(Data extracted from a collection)
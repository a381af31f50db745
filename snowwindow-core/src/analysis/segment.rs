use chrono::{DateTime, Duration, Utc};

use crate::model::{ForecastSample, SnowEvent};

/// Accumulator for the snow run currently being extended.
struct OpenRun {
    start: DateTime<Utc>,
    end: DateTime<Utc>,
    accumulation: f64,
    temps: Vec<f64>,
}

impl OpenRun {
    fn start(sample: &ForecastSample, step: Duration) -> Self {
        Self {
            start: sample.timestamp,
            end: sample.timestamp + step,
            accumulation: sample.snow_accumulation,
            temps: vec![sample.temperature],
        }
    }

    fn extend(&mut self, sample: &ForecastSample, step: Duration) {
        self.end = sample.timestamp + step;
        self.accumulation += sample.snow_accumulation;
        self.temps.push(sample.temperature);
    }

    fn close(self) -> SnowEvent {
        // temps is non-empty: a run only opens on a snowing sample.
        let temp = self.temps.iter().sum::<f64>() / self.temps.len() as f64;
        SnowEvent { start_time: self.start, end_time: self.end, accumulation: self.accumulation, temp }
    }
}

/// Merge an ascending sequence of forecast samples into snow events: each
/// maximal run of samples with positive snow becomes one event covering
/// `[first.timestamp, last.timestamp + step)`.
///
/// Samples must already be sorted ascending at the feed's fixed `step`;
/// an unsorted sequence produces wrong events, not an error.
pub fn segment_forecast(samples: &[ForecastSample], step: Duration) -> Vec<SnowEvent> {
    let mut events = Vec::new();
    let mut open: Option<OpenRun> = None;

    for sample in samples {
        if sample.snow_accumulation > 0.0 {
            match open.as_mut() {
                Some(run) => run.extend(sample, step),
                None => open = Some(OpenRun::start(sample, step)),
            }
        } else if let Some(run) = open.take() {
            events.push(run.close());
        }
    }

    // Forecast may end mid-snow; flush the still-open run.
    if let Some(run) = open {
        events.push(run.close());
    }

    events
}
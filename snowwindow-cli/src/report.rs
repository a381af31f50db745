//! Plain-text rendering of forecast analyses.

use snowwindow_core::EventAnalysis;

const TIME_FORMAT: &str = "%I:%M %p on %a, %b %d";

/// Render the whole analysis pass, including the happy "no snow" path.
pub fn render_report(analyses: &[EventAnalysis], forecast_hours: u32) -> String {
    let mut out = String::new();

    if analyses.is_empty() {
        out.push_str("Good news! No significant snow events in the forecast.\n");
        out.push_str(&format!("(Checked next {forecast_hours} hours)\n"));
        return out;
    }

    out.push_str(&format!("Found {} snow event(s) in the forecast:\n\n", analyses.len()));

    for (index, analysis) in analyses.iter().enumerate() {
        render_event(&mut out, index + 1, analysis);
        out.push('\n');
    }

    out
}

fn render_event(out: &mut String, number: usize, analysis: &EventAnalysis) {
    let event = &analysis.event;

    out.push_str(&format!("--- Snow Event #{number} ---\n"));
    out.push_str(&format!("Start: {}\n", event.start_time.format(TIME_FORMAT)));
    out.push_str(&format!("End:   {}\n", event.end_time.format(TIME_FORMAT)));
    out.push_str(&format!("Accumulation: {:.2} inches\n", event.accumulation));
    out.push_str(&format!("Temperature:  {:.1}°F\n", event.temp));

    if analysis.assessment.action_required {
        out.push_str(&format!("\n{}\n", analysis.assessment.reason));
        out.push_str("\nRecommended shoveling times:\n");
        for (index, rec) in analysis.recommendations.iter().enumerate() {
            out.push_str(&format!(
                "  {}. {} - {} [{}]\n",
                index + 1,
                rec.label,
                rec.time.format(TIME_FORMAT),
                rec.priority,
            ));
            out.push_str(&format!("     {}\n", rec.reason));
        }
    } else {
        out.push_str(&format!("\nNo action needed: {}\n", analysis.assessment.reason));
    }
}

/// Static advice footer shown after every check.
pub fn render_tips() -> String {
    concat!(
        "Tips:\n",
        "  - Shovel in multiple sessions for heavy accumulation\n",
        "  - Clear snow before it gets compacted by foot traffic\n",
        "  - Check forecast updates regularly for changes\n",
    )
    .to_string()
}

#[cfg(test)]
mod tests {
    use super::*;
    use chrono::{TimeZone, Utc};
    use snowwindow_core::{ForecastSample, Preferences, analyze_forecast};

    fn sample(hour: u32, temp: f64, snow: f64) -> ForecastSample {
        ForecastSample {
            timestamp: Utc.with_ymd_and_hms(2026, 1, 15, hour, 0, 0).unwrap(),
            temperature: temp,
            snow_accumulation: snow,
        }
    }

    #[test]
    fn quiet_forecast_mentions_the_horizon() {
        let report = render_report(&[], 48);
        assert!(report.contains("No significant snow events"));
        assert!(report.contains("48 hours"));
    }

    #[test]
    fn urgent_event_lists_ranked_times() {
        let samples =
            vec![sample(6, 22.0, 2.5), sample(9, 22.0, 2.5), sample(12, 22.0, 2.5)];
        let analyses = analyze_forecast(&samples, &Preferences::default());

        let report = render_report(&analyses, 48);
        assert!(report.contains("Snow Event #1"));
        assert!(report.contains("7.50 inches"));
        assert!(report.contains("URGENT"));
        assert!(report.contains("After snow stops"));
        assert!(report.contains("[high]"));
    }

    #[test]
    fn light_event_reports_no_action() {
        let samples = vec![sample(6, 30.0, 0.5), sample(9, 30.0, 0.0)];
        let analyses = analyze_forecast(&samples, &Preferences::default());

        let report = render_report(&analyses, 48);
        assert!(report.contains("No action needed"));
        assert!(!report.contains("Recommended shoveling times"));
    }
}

◆ Your task
From the records above, transcribe without alteration every line from the one with "let mut events = Vec::new();" to the one with "let mut out = String::new();", inclusive.

◆ Response to the exercise
    let mut events = Vec::new();
    let mut open: Option<OpenRun> = None;

    for sample in samples {
        if sample.snow_accumulation > 0.0 {
            match open.as_mut() {
                Some(run) => run.extend(sample, step),
                None => open = Some(OpenRun::start(sample, step)),
            }
        } else if let Some(run) = open.take() {
            events.push(run.close());
        }
    }

    // Forecast may end mid-snow; flush the still-open run.
    if let Some(run) = open {
        events.push(run.close());
    }

    events
}
filename snowwindow-cli/src/report.rs
repository a381af31f50db745
//! Plain-text rendering of forecast analyses.

use snowwindow_core::EventAnalysis;

const TIME_FORMAT: &str = "%I:%M %p on %a, %b %d";

/// Render the whole analysis pass, including the happy "no snow" path.
pub fn render_report(analyses: &[EventAnalysis], forecast_hours: u32) -> String {
    let mut out = String::new();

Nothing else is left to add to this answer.